In our strategy, Leading Legal Excellence, we set out our ambition to secure a modern, flexible and enabling legislative framework.

Most of the legislation covering the operation and regulation of the legal market is over 35 years old. It's increasingly out of date and unfit for purpose.  Whilst some reforms were brought in 2007 and 2010, the whole framework can be confusing and, in some cases, contradictory.

That is why we believe new legislation is needed to better protect consumers and allow the Scottish legal services market to thrive.

Review of the Regulation of Legal Services


An independent review of the regulation of legal services was announced by the Minister of Community Safety and Legal Affairs, Annabelle Ewing on 25 April 2017.

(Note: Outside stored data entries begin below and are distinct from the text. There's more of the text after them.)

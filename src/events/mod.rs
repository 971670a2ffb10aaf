//! Live event stream: event types, push sources and the per-root listener.

mod listener;
mod source;
mod types;

pub use listener::{EventSink, StreamListener};
pub use source::{ChannelEventSource, EventSource, EventStream};
pub use types::{LedgerEvent, LedgerEventKind};
//! Genealogy Sync - referral network synchronization engine
//!
//! Keeps an up-to-date picture of the referral tree under a chosen root:
//! bounded concurrent fetch from a slow ledger, a TTL cache with
//! single-flight refresh, adaptive polling driven by user activity, and an
//! optional live event channel that invalidates affected roots.
//!
//! ## Architecture
//!
//! ```text
//!   consumer ──subscribe──► NetworkSyncEngine ──► NetworkSubscription (view + stats)
//!                               │
//!        ┌──────────────────────┼─────────────────────────┐
//!        ▼                      ▼                         ▼
//!   RootScheduler          TreeCache               StreamListener
//!   (polling state)    (TTL, single flight,      (reconnect backoff,
//!        │              event invalidation)        degrade to polling)
//!        └──────► TreeFetcher ──► LedgerQuery (bounded, retried, timed out)
//! ```
//!
//! ## Quick Start
//!
//! ```rust,no_run
//! use std::sync::Arc;
//! use genealogy_sync::{InMemoryLedger, NetworkSyncEngine, SubscribeConfig, SyncConfig};
//!
//! # async fn demo() -> Result<(), genealogy_sync::SyncError> {
//! let ledger = Arc::new(InMemoryLedger::new());
//! let engine = NetworkSyncEngine::new(ledger, SyncConfig::default());
//! engine.start();
//!
//! let mut subscription = engine.subscribe("0xroot", SubscribeConfig::default())?;
//! subscription.changed().await?;
//! let view = subscription.snapshot();
//! println!("{:?}", view.stats);
//! # Ok(())
//! # }
//! ```

pub mod cache;
pub mod config;
pub mod engine;
pub mod error;
pub mod events;
pub mod fetcher;
pub mod ledger;
pub mod scheduler;
pub mod stats;

pub use cache::{CachedTree, InvalidationScope, SubscriptionId, TreeCache};
pub use config::{CacheConfig, FetchConfig, PollingConfig, StreamConfig, SubscribeConfig, SyncConfig};
pub use engine::{NetworkSubscription, NetworkSyncEngine, NetworkView};
pub use error::{ConfigError, FetchError, LedgerError, StreamError, SyncError, SyncResult};
pub use events::{ChannelEventSource, EventSource, LedgerEvent, LedgerEventKind};
pub use fetcher::{FetchedTree, TreeFetcher, UplineMember};
pub use ledger::{InMemoryLedger, LedgerQuery, LedgerSnapshot, MemberRecord};
pub use scheduler::SchedulerState;
pub use stats::{aggregate, team_report, MemberSummary, TeamReport, TreeStats};

pub use genealogy_graph as graph;
pub use genealogy_types as types;
pub use genealogy_types::{NetworkNode, NodeAttributes, NodeId};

The purpose of the review will be to make independent recommendations to reform and modernise the framework for the regulation of legal services and complaints handling.  The review is intended to ensure a proportionate approach to regulation that supports growth in the legal services sector.  It should also place consumer interests firmly at the heart of any system of regulation, including the competitive provision of legal services.  The review will focus on the current regulatory framework, the complaints and redress process for providers of legal services including solicitors and advocates, and ongoing market issues such as investigating the benefits of regulating firms as well as individual solicitors.

Latest updates

In January 2018, we submitted proposals for wide-ranging reforms that will allow us to keep pace with global developments within the sector and improve consumer protection. In our paper, we set out a series of recommendations which include expanding consumer protections to currently unregulated areas of legal services, regulating firms operating beyond Scotland and overhauling the legal complaints system, which it says is overly complex, expensive and lacks proper oversight.

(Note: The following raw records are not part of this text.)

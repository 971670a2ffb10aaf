//! Tidy-tree layout engine for referral network trees
//!
//! Computes absolute positions for every node of a tree. The growth axis
//! carries depth (depth × level spacing); the cross axis carries siblings.
//! Leaves sit at fixed sibling-spacing increments in left-to-right order and
//! every parent is centered over the span of its children.
//!
//! ```text
//! Vertical                      Horizontal
//!
//!         root                  root ─┬─ a ─┬─ a1
//!        /    \                       │     └─ a2
//!       a      b                      └─ b
//!      / \
//!    a1   a2
//! ```
//!
//! The traversal uses an explicit stack, so deep trees never recurse on the
//! native call stack. The input tree is only borrowed.

use genealogy_types::{NetworkNode, NodeAttributes, NodeId};
use serde::{Deserialize, Serialize};

/// Layout orientation determines flow direction
#[derive(Debug, Clone, Copy, PartialEq, Eq, Default, Serialize, Deserialize)]
#[serde(rename_all = "snake_case")]
pub enum Orientation {
    /// Depth flows top-to-bottom, siblings spread left/right
    #[default]
    Vertical,
    /// Depth flows left-to-right, siblings spread top/bottom
    Horizontal,
}

impl Orientation {
    pub fn parse(s: &str) -> Self {
        match s.to_uppercase().as_str() {
            "HORIZONTAL" | "LTR" | "LEFT_TO_RIGHT" => Orientation::Horizontal,
            "VERTICAL" | "TTB" | "TOP_TO_BOTTOM" => Orientation::Vertical,
            _ => Orientation::Vertical, // Default to vertical (more natural for trees)
        }
    }

    pub fn as_str(&self) -> &'static str {
        match self {
            Orientation::Horizontal => "HORIZONTAL",
            Orientation::Vertical => "VERTICAL",
        }
    }
}

/// Order in which a node's children are laid out along the cross axis
#[derive(Debug, Clone, Copy, PartialEq, Eq, Default, Serialize, Deserialize)]
#[serde(rename_all = "snake_case")]
pub enum ChildOrder {
    /// Child slot order as discovered on the ledger
    #[default]
    Discovery,
    /// Newest registration first
    NewestFirst,
}

/// Spacing model
#[derive(Debug, Clone, Copy, PartialEq, Serialize, Deserialize)]
pub struct Spacing {
    /// Distance between adjacent leaves on the cross axis
    pub sibling: f32,
    /// Distance between depth levels on the growth axis
    pub level: f32,
    pub node_width: f32,
    pub node_height: f32,
}

impl Default for Spacing {
    fn default() -> Self {
        Self {
            sibling: 180.0,
            level: 120.0,
            node_width: 160.0,
            node_height: 60.0,
        }
    }
}

/// Layout configuration
#[derive(Debug, Clone, Copy, PartialEq, Default, Serialize, Deserialize)]
pub struct LayoutConfig {
    pub orientation: Orientation,
    pub spacing: Spacing,
    pub child_order: ChildOrder,
}

impl LayoutConfig {
    pub fn new(orientation: Orientation, spacing: Spacing) -> Self {
        Self {
            orientation,
            spacing,
            child_order: ChildOrder::default(),
        }
    }

    pub fn with_child_order(mut self, child_order: ChildOrder) -> Self {
        self.child_order = child_order;
        self
    }
}

/// A positioned node. `(x, y)` is the center of a `width` × `height` box.
///
/// Owns a copy of the node's identity and attributes; it never points back
/// into the tree it was computed from.
#[derive(Debug, Clone, PartialEq, Serialize, Deserialize)]
pub struct LayoutNode {
    pub id: NodeId,
    pub depth: u32,
    /// Index of the parent in the layout array
    pub parent: Option<usize>,
    /// Indices of the children in the layout array
    pub children: Vec<usize>,
    pub attributes: NodeAttributes,
    pub x: f32,
    pub y: f32,
    pub width: f32,
    pub height: f32,
}

impl LayoutNode {
    pub fn min(&self) -> [f32; 2] {
        [self.x - self.width / 2.0, self.y - self.height / 2.0]
    }

    pub fn max(&self) -> [f32; 2] {
        [self.x + self.width / 2.0, self.y + self.height / 2.0]
    }

    /// Inclusive box containment in layout space
    pub fn contains(&self, px: f32, py: f32) -> bool {
        let [min_x, min_y] = self.min();
        let [max_x, max_y] = self.max();
        px >= min_x && px <= max_x && py >= min_y && py <= max_y
    }
}

/// Axis-aligned extents of a whole layout
#[derive(Debug, Clone, Copy, PartialEq, Serialize, Deserialize)]
pub struct LayoutBounds {
    pub min_x: f32,
    pub min_y: f32,
    pub max_x: f32,
    pub max_y: f32,
}

impl LayoutBounds {
    pub fn of(nodes: &[LayoutNode]) -> Option<Self> {
        let first = nodes.first()?;
        let [min_x, min_y] = first.min();
        let [max_x, max_y] = first.max();
        let init = LayoutBounds {
            min_x,
            min_y,
            max_x,
            max_y,
        };
        Some(nodes.iter().skip(1).fold(init, |b, n| {
            let [nx0, ny0] = n.min();
            let [nx1, ny1] = n.max();
            LayoutBounds {
                min_x: b.min_x.min(nx0),
                min_y: b.min_y.min(ny0),
                max_x: b.max_x.max(nx1),
                max_y: b.max_y.max(ny1),
            }
        }))
    }

    pub fn width(&self) -> f32 {
        self.max_x - self.min_x
    }

    pub fn height(&self) -> f32 {
        self.max_y - self.min_y
    }

    pub fn center(&self) -> [f32; 2] {
        [(self.min_x + self.max_x) / 2.0, (self.min_y + self.max_y) / 2.0]
    }
}

/// Lay out `tree` with the given orientation and spacing (discovery order).
pub fn layout(tree: &NetworkNode, orientation: Orientation, spacing: Spacing) -> Vec<LayoutNode> {
    LayoutEngine::new(LayoutConfig::new(orientation, spacing)).layout(tree)
}

/// Layout engine holding a configuration
#[derive(Debug, Clone, Default)]
pub struct LayoutEngine {
    config: LayoutConfig,
}

impl LayoutEngine {
    pub fn new(config: LayoutConfig) -> Self {
        Self { config }
    }

    pub fn config(&self) -> &LayoutConfig {
        &self.config
    }

    /// Compute positions for every node, returned in pre-order (layout order).
    ///
    /// The root is placed at the origin of the cross axis and at growth 0.
    pub fn layout(&self, tree: &NetworkNode) -> Vec<LayoutNode> {
        let flat = self.flatten(tree);
        let spacing = self.config.spacing;

        // Leaves take consecutive slots in pre-order, which is left-to-right.
        let mut cross = vec![0.0f32; flat.len()];
        let mut next_leaf = 0u32;
        for (idx, entry) in flat.iter().enumerate() {
            if entry.children.is_empty() {
                cross[idx] = next_leaf as f32 * spacing.sibling;
                next_leaf += 1;
            }
        }

        // Reverse pre-order visits every child before its parent.
        for idx in (0..flat.len()).rev() {
            let children = &flat[idx].children;
            if let (Some(&first), Some(&last)) = (children.first(), children.last()) {
                cross[idx] = (cross[first] + cross[last]) / 2.0;
            }
        }

        let root_cross = cross.first().copied().unwrap_or(0.0);
        let root_depth = tree.depth;

        flat.into_iter()
            .enumerate()
            .map(|(idx, entry)| {
                let c = cross[idx] - root_cross;
                let g = (entry.node.depth.saturating_sub(root_depth)) as f32 * spacing.level;
                let (x, y) = match self.config.orientation {
                    Orientation::Vertical => (c, g),
                    Orientation::Horizontal => (g, c),
                };
                LayoutNode {
                    id: entry.node.id.clone(),
                    depth: entry.node.depth,
                    parent: entry.parent,
                    children: entry.children,
                    attributes: entry.node.attributes.clone(),
                    x,
                    y,
                    width: spacing.node_width,
                    height: spacing.node_height,
                }
            })
            .collect()
    }

    /// Pre-order flattening with parent/child indices
    fn flatten<'a>(&self, tree: &'a NetworkNode) -> Vec<FlatEntry<'a>> {
        let mut flat: Vec<FlatEntry<'a>> = Vec::with_capacity(tree.node_count());
        let mut stack: Vec<(&'a NetworkNode, Option<usize>)> = vec![(tree, None)];

        while let Some((node, parent)) = stack.pop() {
            let idx = flat.len();
            flat.push(FlatEntry {
                node,
                parent,
                children: Vec::new(),
            });
            if let Some(p) = parent {
                flat[p].children.push(idx);
            }
            let ordered = self.ordered_children(node);
            stack.extend(ordered.into_iter().rev().map(|c| (c, Some(idx))));
        }

        flat
    }

    fn ordered_children<'a>(&self, node: &'a NetworkNode) -> Vec<&'a NetworkNode> {
        let mut children: Vec<&NetworkNode> = node.children.iter().collect();
        if self.config.child_order == ChildOrder::NewestFirst {
            // stable sort keeps discovery order among equal timestamps
            children.sort_by(|a, b| b.attributes.joined_at.cmp(&a.attributes.joined_at));
        }
        children
    }
}

struct FlatEntry<'a> {
    node: &'a NetworkNode,
    parent: Option<usize>,
    children: Vec<usize>,
}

The recommendations also include:

  • expanding consumer protections to currently unregulated areas of legal services
  • better regulation of legal firms as entities in addition to the regulation of individual solicitors to better protect consumers
  • new powers to suspend solicitors suspected of serious wrongdoing
  • widening the Law Society’s membership to improve standards amongst other legal professionals
  • protection of the term ‘lawyer’ to mean those who are legally trained and are regulated

Read our proposals

In January 2018, we published our detailed paper we submitted to the Independent Review of Legal Services
Detailed submission to the Scottish Government

In March 2016, we published the detailed prospectus we presented to the Scottish Government. It sets out the need for change in greater detail and includes proposals for

  • better regulation of legal firms (‘entity regulation’) in addition to the regulation of individual solicitors to protect consumers
  • new powers to suspend solicitors suspected of serious wrongdoing
  • opening up our membership in order to improve standards amongst other legal professionals
  • the ability for us to regulate legal work beyond the domestic Scottish jurisdiction in order to provide simpler regulation for cross border firms
  • more flexible business models which allow legal firms to adapt to market changes. 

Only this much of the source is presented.